I am forever changed by grief, but grief is not the full measure of my life in Christ. “GLEANINGS from Claudia — The Abiding Life” explores this life attached to the One True Vine.
“Surely he will never be shaken; a righteous man will be remembered forever. He will have no fear of bad news; his heart is steadfast, trusting in the LORD. His heart is secure, he will have no fear …” Psalms 112:6-8
Never shaken … remembered … no fear of bad news … steadfast … trusting … secure … no fear. This scripture passage doesn’t say the righteous man will never experience hearing bad news, bad news will come, but the righteous man will not fear it.
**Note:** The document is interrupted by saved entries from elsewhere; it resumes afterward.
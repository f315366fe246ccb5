//! # cvmail-core
//!
//! Mailbox retrieval and message decomposition for recruiting inboxes.
//!
//! This crate provides:
//! - A session manager over `cvmail-imap` with classified errors
//! - A message decoder producing [`ParsedMessage`] records
//! - Attachment extraction with size and icon metadata
//! - A subject [`Categorizer`] for job-title buckets
//! - [`MailService`], which ties these together per operation
//!
//! ## Example
//!
//! ```ignore
//! use cvmail_core::{Categorizer, MailConfig, MailService};
//!
//! let config = MailConfig::gmail("me@gmail.com", "app-password");
//! let service = MailService::new(config, Categorizer::with_defaults()?);
//!
//! let messages = service.fetch_all(50).await?;
//! let mailbox = service.categorize_all(messages);
//! println!("{}", serde_json::to_string_pretty(&mailbox)?);
//! ```

#![forbid(unsafe_code)]

pub mod attachment;
pub mod categorize;
mod config;
pub mod decoder;
mod error;
pub mod service;
pub mod session;

pub use attachment::Attachment;
pub use categorize::{CategorizedMailbox, Categorizer, JobCategory, UNCATEGORIZED};
pub use config::{
    DEFAULT_MAILBOX, ENV_ACCEPT_INVALID_CERTS, ENV_EMAIL, ENV_IMAP_HOST, ENV_IMAP_PORT,
    ENV_MAILBOX, ENV_PASSWORD, GMAIL_IMAP_HOST, MailConfig,
};
pub use decoder::ParsedMessage;
pub use error::{ConfigError, MailError, Result};
pub use service::MailService;
pub use session::{Connector, MailSession, RawMessage, SessionState, TlsConnector};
In the face of bad news the righteous man is steadfast, trusting in the Lord. How I would love to see these qualities characterize my life.
The last week of life has been a challenge for me. Long laid plans were changed and then completely canceled. A day that was full of joy ended up also being full of deep pain. A couple of primary relationships in my life encountered some struggles that perplexed me and brought out my desire to impact and control things. And I spent a day soaking in tears again … something I’ve not done in a while.
In all of this, God has been faithful. I’ve experienced turmoil, and God gave me the freedom to completely express that turmoil to Him and wait on Him to answer. And He has answered … His message to me is simply ‘wait’. Don’t try to control the situations, don’t manipulate, don’t run away, don’t change anything. Wait.
Life’s situations – even those I’m in the middle of – aren’t always about ‘me’ or my happiness. Sometimes I get to sit in the situations squirming and uncomfortable, but present and praying. Waiting. What will God do? How will He redeem these situations? What does He want to accomplish through that which appears to be a shaking mess to me? I don’t know, but I trust Him immensely. He has shown Himself faithful over and over and over again in my life. He is present and speaking and not the God who is distant and silent. I know His character and I know He loves me and mine completely and without reservation. So I’ll wait and trust and be stirred, but not shaken. My heart is secure and I will have no fear.
“Although the Lord gives you the bread of adversity and the water of affliction, your teachers will be hidden no more; with your own eyes you will see them. Whether you turn to the right or to the left, your ears will hear a voice behind you, saying, “This is the way; walk in it.” Isaiah 30:20-22
Waiting… so hard yet so fruitful. The answer is always the same; God is faithful. Love you!